Telluride Film Festival reviews: ‘Bones & All,’ ‘The Wonder,’ ‘Lady Chatterley’s Lover’

To feed or not to feed, that’s the perennially pressing question of film festival-goers: whether it’s wiser to call off a screening and find some much-needed food (or a drink or a nap), or just hang on and hope that sheer cinephile- Adrenaline is fuel enough. That was pretty much the dilemma I found myself in at the Telluride Film Festival, towards the end of an entire Saturday of screenings for which I foolishly forgot to pack any snacks beforehand. With limited options, I settled into an 10 p.m. show — my fourth and final film of the day — with a pack of Starbursts I’d salvaged from the theater’s understandably empty concession stand, and decided to buy a proper one the next morning to indulge in a meal.
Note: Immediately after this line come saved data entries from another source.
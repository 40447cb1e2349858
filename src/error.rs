use axum::response::{IntoResponse, Response};
use thiserror::Error;

use crate::response::{ApiResponse, ResponseCode};
use crate::storage::StorageError;

/// 应用程序错误类型
#[derive(Error, Debug)]
pub enum AppError {
    #[error("数据库错误: {0}")]
    Database(#[from] sqlx::Error),

    #[error("序列化错误: {0}")]
    Serialization(#[from] serde_json::Error),

    #[error("IO错误: {0}")]
    Io(#[from] std::io::Error),

    #[error("配置错误: {0}")]
    Config(String),

    #[error("验证错误: {0}")]
    Validation(String),

    #[error("存储错误: {0}")]
    Storage(#[from] StorageError),

    #[error("请求参数错误: {0}")]
    BadRequest(String),

    #[error("资源不存在: {resource}")]
    NotFound { resource: String },

    #[error("内部错误: {0}")]
    Internal(#[from] anyhow::Error),
}

impl IntoResponse for AppError {
    fn into_response(self) -> Response {
        let (code, message) = match &self {
            AppError::Database(_) => (ResponseCode::DATABASE_ERROR, self.to_string()),
            AppError::Serialization(_) => {
                (ResponseCode::INTERNAL_ERROR, "数据序列化错误".to_string())
            }
            AppError::Io(_) => (ResponseCode::INTERNAL_ERROR, "文件IO错误".to_string()),
            AppError::Config(_) => (ResponseCode::INTERNAL_ERROR, "配置错误".to_string()),
            AppError::Validation(msg) => (ResponseCode::BAD_REQUEST, msg.clone()),
            AppError::Storage(err) => match err {
                StorageError::Validation(msg) => (ResponseCode::BAD_REQUEST, msg.clone()),
                StorageError::NotFound(msg) => (ResponseCode::NOT_FOUND, msg.clone()),
                StorageError::Configuration(_) => {
                    (ResponseCode::INTERNAL_ERROR, self.to_string())
                }
                _ => (ResponseCode::STORAGE_ERROR, self.to_string()),
            },
            AppError::BadRequest(msg) => (ResponseCode::BAD_REQUEST, msg.clone()),
            AppError::NotFound { resource } => {
                (ResponseCode::NOT_FOUND, format!("资源不存在: {}", resource))
            }
            AppError::Internal(_) => (ResponseCode::INTERNAL_ERROR, "服务器内部错误".to_string()),
        };

        // 记录错误日志
        tracing::error!("应用错误: {}", self);

        ApiResponse::<()>::error(code, message).into_response()
    }
}

/// 应用程序Result类型别名
pub type AppResult<T> = Result<T, AppError>;

/// 错误构造辅助函数
impl AppError {
    pub fn validation<T: Into<String>>(msg: T) -> Self {
        Self::Validation(msg.into())
    }

    pub fn bad_request<T: Into<String>>(msg: T) -> Self {
        Self::BadRequest(msg.into())
    }

    pub fn not_found<T: Into<String>>(resource: T) -> Self {
        Self::NotFound {
            resource: resource.into(),
        }
    }

    pub fn config<T: Into<String>>(msg: T) -> Self {
        Self::Config(msg.into())
    }
}

#[cfg(test)]
mod tests {
    use super::*;

    #[test]
    fn test_error_helpers() {
        let err = AppError::not_found("购物请求");
        assert!(matches!(err, AppError::NotFound { .. }));
        assert_eq!(err.to_string(), "资源不存在: 购物请求");

        let err = AppError::bad_request("缺少文件名");
        assert!(matches!(err, AppError::BadRequest(_)));

        let err = AppError::validation("文件内容为空");
        assert!(matches!(err, AppError::Validation(_)));
        assert_eq!(err.to_string(), "验证错误: 文件内容为空");
    }

    #[test]
    fn test_storage_error_conversion() {
        let err: AppError = StorageError::Upload("boom".to_string()).into();
        assert!(matches!(err, AppError::Storage(StorageError::Upload(_))));
    }
}
use serde::{Deserialize, Serialize};
use sqlx::FromRow;
use utoipa::ToSchema;
use uuid::Uuid;

/// 商品实体
///
/// 仅记录Shopify侧的商品与变体标识，不带时间戳。
#[derive(Debug, Clone, Serialize, Deserialize, FromRow, ToSchema)]
pub struct Product {
    /// 商品ID
    pub product_id: Uuid,
    /// Shopify商品ID
    pub shopify_product_id: String,
    /// Shopify变体ID
    pub shopify_variant_id: String,
}

/// 创建商品
#[derive(Debug, Clone, Deserialize, ToSchema)]
pub struct CreateProduct {
    pub shopify_product_id: String,
    pub shopify_variant_id: String,
}

/// 更新商品（所有字段可选）
#[derive(Debug, Clone, Deserialize, ToSchema)]
pub struct UpdateProduct {
    pub shopify_product_id: Option<String>,
    pub shopify_variant_id: Option<String>,
}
I mention all of this because it was amusing to watch Bones and All, a strange, tender and frightening cannibal love story by Italian director Luca Guadagnino, while trying to keep the noise of crackling candy wrappers and my own growling stomach to a minimum to reduce . In hindsight they were perhaps the ideal setting for a picture that would have played out differently and, I suspect, less pleasantly on a full stomach. And there’s real fun in Bones and All, a haunting sweetness that somehow both feeds and cleanses away the horror. Set in much of Central America in the late 1980s, the film is shot in a grittier, less polished style than Guadagnino’s Italian-set dramas (I Am Love, A Bigger Splash, Call Me By Your Name). ‘), but it exerts its own earthy, dreamlike pull. It casts – and sometimes violently breaks – its own lyrical spell.

Written by David Kajganich (who also wrote the screenplay for Guadagnino’s previous horror outing, the 2018 remake of “Suspiria”), the story follows Maren (a great Taylor Russell, “Waves”), a lonely, abandoned teenager who – in a moment that is shocking, sad and hilarious at the same time – turns out to be the “Eater”, a person with an insatiable appetite for human flesh. For years, her non-eater father (a touching André Holland) watched over her, taking her from city to city across the United States, probably leaving a bloody trail in his wake. But at the beginning of the film he leaves her, leaving her some cash and an audio message explaining that he can no longer take care of her. From now on she has to take care of the matter herself.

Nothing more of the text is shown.